Two different research papers caught my eye this week, and for once both were open for anyone to read. Drawing on studies in very different places – a neuro-degenerative research centre in the UK (Brosnan et al.), and a research institution in western Kenya (Kingori) – both address what might be called ‘ethics at the coalface’ in the work of medical research. The context for the papers is the rise of ‘bioethics’ as a discipline – debating questions about the right way to pursue medical research or clinical work. As Kingori notes, this provides a set of principles that have been translated into tools and structures for regulation across all sorts of different places. This diversity highlights the difficulties faced by researchers (and human beings) as they try to conduct ethically sound research in complex social and political situations.

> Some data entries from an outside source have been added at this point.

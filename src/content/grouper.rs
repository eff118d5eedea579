//! Grouping of tokens into instructions.
//!
//! The tokenizer drives a [`ParserCallbacks`] implementation; the
//! [`OperandGrouper`] is the one used by the parse entry points. It buffers
//! operands until an operator arrives and then emits the group as an
//! instruction, subject to the operator whitelist.

use crate::content::operators::{Instruction, Operand, Operator, OperatorWhitelist};
use crate::content::tokenizer::{ContentToken, LocatedToken};
use std::ops::ControlFlow;

/// Receiver of content stream tokens.
pub trait ParserCallbacks {
    /// Handle one token. Returning `Break` stops tokenizing; `handle_eof` is
    /// not called in that case.
    fn handle_token(&mut self, token: LocatedToken) -> ControlFlow<()>;

    /// Called once after the last token.
    fn handle_eof(&mut self);
}

/// Collects tokens into instructions.
#[derive(Debug, Clone, Default)]
pub struct OperandGrouper {
    whitelist: OperatorWhitelist,
    operands: Vec<Operand>,
    instructions: Vec<Instruction>,
    warning: Option<String>,
}

impl OperandGrouper {
    /// Create a grouper keeping only instructions allowed by `whitelist`.
    pub fn new(whitelist: OperatorWhitelist) -> Self {
        Self {
            whitelist,
            ..Self::default()
        }
    }

    /// Instructions emitted so far.
    pub fn instructions(&self) -> &[Instruction] {
        &self.instructions
    }

    /// Take the emitted instructions.
    pub fn into_instructions(self) -> Vec<Instruction> {
        self.instructions
    }

    /// Warning about discarded trailing operands, if the stream had any.
    pub fn warning(&self) -> Option<&str> {
        self.warning.as_deref()
    }

    fn emit(&mut self, operands: Vec<Operand>, operator: Operator) {
        if self.whitelist.allows(&operator) {
            self.instructions.push(Instruction { operands, operator });
        }
    }
}

impl ParserCallbacks for OperandGrouper {
    fn handle_token(&mut self, token: LocatedToken) -> ControlFlow<()> {
        match token.token {
            ContentToken::Operand(obj) => self.operands.push(Operand::Object(obj)),
            ContentToken::Operator(operator) => {
                let operands = std::mem::take(&mut self.operands);
                self.emit(operands, operator);
            },
            ContentToken::InlineImage(image) => {
                if !self.operands.is_empty() {
                    log::warn!(
                        "Discarding {} operands before inline image at line {}",
                        self.operands.len(),
                        token.line
                    );
                    self.operands.clear();
                }
                self.emit(vec![Operand::InlineImage(image)], Operator::inline_image());
            },
        }
        ControlFlow::Continue(())
    }

    fn handle_eof(&mut self) {
        if self.operands.is_empty() {
            return;
        }
        let message = format!(
            "unexpected end of stream: {} operands discarded",
            self.operands.len()
        );
        log::warn!("{}", message);
        self.warning = Some(message);
        self.operands.clear();
    }
}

Both papers express an ambition to look at questions of ethics in the context of local work and discussions. Though ‘ethics’ had different meaning and salience for neuroscientists and fieldworkers, it is comforting that both groups of people were shown to be struggling to do what they felt to be ‘right’. As a result their actions often went beyond the regulatory and institutional frameworks that embody ‘formal ethics’.
Brosnan talks about the neuroscience laboratory, where scientists narrated their own efforts to do only the right kinds of science, such as choosing not to work with monkeys as experimental animals. More subtly they described moments when their work just felt wrong.
‘[Today] we had a quite large nine-week foetus, which was larger than average … Everything is much more defined and easy to identify. So we were having discussions about that. And neither of us [LR1 & LR3] are that keen on actually opening up the head, do you know what I mean? It just seems like a wrong thing to do.’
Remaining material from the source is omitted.